Вследствие возросшего интереса к происходящему в России и Советском Союзе развивались новые институты. Все больше и больше экспертов-русистов получали должности в американских университетах, во многих из которых планировались центры для изучения России. Другие специалисты, такие как русские иммигранты Вера Мишель Дин и Лео Пасвольский, работали в быстро развивающихся в 1920-х «мозговых центрах» по иностранным делам. Новые научные сети помогли объединить этот широкий круг экспертов по России; Роберт Кернер и Джеройд Тэнкьюрей Робинсон (вместе с Голдером) стремились создать атрибуты научной дисциплины, в том числе профессиональную ассоциацию и журнал.
Новые институциональные и интеллектуальные направления в этой области сформировали науку о России. Порой такие преобразования были прямыми и очевидными, как в случае с Харпером, который полностью переосмыслил свое отношение к большевикам в результате погружения в политологию. Кернер быстро отказался от этнических предпосылок своих ранних работ в пользу более строгого научного подхода. Робинсон также отошел от своего богемизма Гринвидж-Виллидж, продолжая изучать русистику. Подобные трансформирующие эффекты структурных изменений наиболее отчетливо проявляются при тщательном рассмотрении биографий интеллектуалов.
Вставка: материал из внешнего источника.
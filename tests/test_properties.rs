//! Property-based tests for the engine.
//!
//! These tests check, over randomized inputs:
//! - `get_output` equals the output function of the seeded state
//! - the identity law of simplified automata
//! - the link invariant under random connect/disconnect sequences
//! - sampled inputs always reflect pre-step outputs

use moorenet::{words_for, AutomatonId, BitStore, Network};
use proptest::prelude::*;
use rand::{Rng, SeedableRng};
use std::collections::HashMap;

fn hold(next: &mut BitStore, _input: &BitStore, state: &BitStore) {
    next.copy_from(state);
}

/// Next state: state XOR input, bit by bit over the common width.
fn mix(next: &mut BitStore, input: &BitStore, state: &BitStore) {
    for bit in 0..state.num_bits() {
        let x = bit < input.num_bits() && input.get_bit(bit);
        next.assign_bit(bit, state.get_bit(bit) ^ x);
    }
}

/// Output: bit i is the complement of state bit (n - 1 - i).
fn reverse_complement(output: &mut BitStore, state: &BitStore) {
    let n = state.num_bits();
    for bit in 0..output.num_bits() {
        output.assign_bit(bit, !state.get_bit(n - 1 - (bit % n)));
    }
}

fn reference_output(state: &[u64], n_state: usize, n_output: usize) -> Vec<usize> {
    let get = |b: usize| (state[b / 64] >> (b % 64)) & 1 == 1;
    (0..n_output)
        .filter(|&bit| !get(n_state - 1 - (bit % n_state)))
        .collect()
}

proptest! {
    #[test]
    fn prop_set_state_drives_output(
        n_state in 1..200usize,
        n_output in 1..200usize,
        seed in any::<u64>(),
    ) {
        let mut rng = rand::rngs::StdRng::seed_from_u64(seed);
        let mut state: Vec<u64> = (0..words_for(n_state)).map(|_| rng.gen()).collect();
        if n_state % 64 != 0 {
            let last = state.len() - 1;
            state[last] &= (1u64 << (n_state % 64)) - 1;
        }

        let mut net = Network::new();
        let zero = vec![0u64; words_for(n_state)];
        let a = net.create_full(0, n_output, n_state, hold, reverse_complement, &zero).unwrap();

        net.set_state(a, &state).unwrap();
        prop_assert_eq!(net.get_state(a).unwrap().words(), state.as_slice());
        prop_assert_eq!(
            net.get_output(a).unwrap().get_acts(),
            reference_output(&state, n_state, n_output)
        );
    }

    #[test]
    fn prop_simple_output_is_state(
        n_state in 1..300usize,
        n_input in 0..300usize,
        seed in any::<u64>(),
    ) {
        let mut rng = rand::rngs::StdRng::seed_from_u64(seed);
        let mut net = Network::new();
        let a = net.create_simple(n_input, n_state, mix).unwrap();
        prop_assert_eq!(net.get_output(a).unwrap(), net.get_state(a).unwrap());

        let state: Vec<u64> = (0..words_for(n_state)).map(|_| rng.gen()).collect();
        net.set_state(a, &state).unwrap();
        prop_assert_eq!(net.get_output(a).unwrap(), net.get_state(a).unwrap());

        for _ in 0..4 {
            if n_input > 0 {
                let input: Vec<u64> = (0..words_for(n_input)).map(|_| rng.gen()).collect();
                net.set_input(a, &input).unwrap();
            }
            net.step(&[a]).unwrap();
            prop_assert_eq!(net.get_output(a).unwrap(), net.get_state(a).unwrap());
        }
    }

    #[test]
    fn prop_random_wiring_keeps_links(seed in any::<u64>(), n_ops in 1..200usize) {
        const N: usize = 4;
        const WIDTH: usize = 6;

        let mut rng = rand::rngs::StdRng::seed_from_u64(seed);
        let mut net = Network::new();
        let ids: Vec<AutomatonId> = (0..N)
            .map(|_| net.create_simple(WIDTH, WIDTH, mix).unwrap())
            .collect();

        // (in automaton, in bit) -> (out automaton, out bit)
        let mut model: HashMap<(usize, usize), (usize, usize)> = HashMap::new();

        for _ in 0..n_ops {
            let a = rng.gen_range(0..N);
            let count = rng.gen_range(1..=WIDTH);
            let in_off = rng.gen_range(0..=WIDTH - count);

            if rng.gen_bool(0.7) {
                let b = rng.gen_range(0..N);
                let out_off = rng.gen_range(0..=WIDTH - count);
                net.connect(ids[a], in_off, ids[b], out_off, count).unwrap();
                for k in 0..count {
                    model.insert((a, in_off + k), (b, out_off + k));
                }
            } else {
                net.disconnect(ids[a], in_off, count).unwrap();
                for k in 0..count {
                    model.remove(&(a, in_off + k));
                }
            }

            prop_assert!(net.check_links());
        }

        for a in 0..N {
            for bit in 0..WIDTH {
                let expected = model.get(&(a, bit)).map(|&(b, j)| (ids[b], j));
                prop_assert_eq!(net.source_of(ids[a], bit).unwrap(), expected);
            }
        }

        for b in 0..N {
            for j in 0..WIDTH {
                let mut actual = net.destinations_of(ids[b], j).unwrap();
                actual.sort();
                let mut expected: Vec<_> = model
                    .iter()
                    .filter(|(_, &src)| src == (b, j))
                    .map(|(&(a, i), _)| (ids[a], i))
                    .collect();
                expected.sort();
                prop_assert_eq!(actual, expected);
            }
        }
    }

    #[test]
    fn prop_inputs_sample_pre_step_outputs(seed in any::<u64>(), n_links in 1..40usize) {
        const N: usize = 5;
        const WIDTH: usize = 70;

        let mut rng = rand::rngs::StdRng::seed_from_u64(seed);
        let mut net = Network::new();
        let ids: Vec<AutomatonId> = (0..N)
            .map(|_| net.create_simple(WIDTH, WIDTH, mix).unwrap())
            .collect();
        for &id in &ids {
            let state: Vec<u64> = (0..words_for(WIDTH)).map(|_| rng.gen()).collect();
            net.set_state(id, &state).unwrap();
        }
        for _ in 0..n_links {
            let a = rng.gen_range(0..N);
            let b = rng.gen_range(0..N);
            net.connect(ids[a], rng.gen_range(0..WIDTH), ids[b], rng.gen_range(0..WIDTH), 1).unwrap();
        }

        let mut batch = ids.clone();
        for i in (1..batch.len()).rev() {
            batch.swap(i, rng.gen_range(0..=i));
        }

        for _ in 0..3 {
            let before: HashMap<AutomatonId, BitStore> = ids
                .iter()
                .map(|&id| (id, net.get_output(id).unwrap().clone()))
                .collect();

            net.step(&batch).unwrap();

            for &id in &ids {
                for bit in 0..WIDTH {
                    if let Some((src, j)) = net.source_of(id, bit).unwrap() {
                        prop_assert_eq!(net.get_input(id).unwrap().get_bit(bit), before[&src].get_bit(j));
                    }
                }
            }
        }
    }
}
Для Сэмюэля Харпера, с давних пор преданного русскому либерализму, захват власти большевиками в октябре 1917 года был не чем иным, как предательством. Будучи видным советником в дипломатических кругах во время и после революционных потрясений в России, он активно поддерживал американскую военную и материальную помощь антибольшевистским силам. Вскоре он получил назначение в Госдепартамент, где был единственным сотрудником чикагского отделения по вопросам России. После того как срок этого назначения истек, Харпер вернулся к полноценной работе в Чикагском университете и продолжил свое противодействие большевикам. В серии его статей 1924 года сохранялась та же критическая позиция, которую он ранее использовал, добиваясь интервенции в политических кругах. В одной статье, озаглавленной «Коммунистическая диктатура», описывались усилия большевиков по доминированию во всех аспектах центральной и местной администрации. Он констатировал «импульсы восстановления», фрагментарно присутствующие по всей Советской России, но полагал, что они существовали вопреки Советам, а не благодаря им. Харпер все еще выступал против американского дипломатического признания Советской России, опасаясь, что это усилит «большевистский микроб». Этот патоген становился «менее ядовитым», по мере того как «экономический организм» России восстанавливал свои силы [Harper 1923: 981; Harper 1924: 1302]. Харпер приписывал новой экономической политике исцеление экономических ран России. Преимущества этой политики распространились и на Соединенные Штаты; НЭП узаконил интерес к Советской России, что привлекло внимание западного бизнеса [Filene 1966, ch. 4; Wilson 1974, ch. 4].
Надеясь вернуться в Россию – и, возможно, будучи недоволен тем, что у него не было постоянной должности на факультете политологии в Чикагском университете, – Харпер обдумал, а затем отклонил предложение о работе от фирмы, ведущей в России бизнес; было бы заманчиво, писал он другу, «“обналичить” российские “инвестиции”»[269]
. Но Харпер незамедлительно согласился на вторую возможность поехать в Россию в рамках сравнительного исследования «гражданского обучения». Он ухватился за это предложение вернуться в Россию, одновременно укрепляя интеллектуальные связи в своем институте [Harper 1945: 136–140]. Его путевкой в Россию был проект под названием «Исследования по формированию граждан». Это было детище Чарльза Мерриама, выдающегося сотрудника факультета политических наук в Чикагском университете и лидера своей дисциплины. В рамках проекта Мерриам надеялся узнать больше о «методах, используемых для воспитания у детей любви к государству». Его интерес к этой теме возник, потому что среди политологов 1920-х годов широко обсуждался вопрос о влиянии народных настроений – особенно иррациональных – на общество и политику.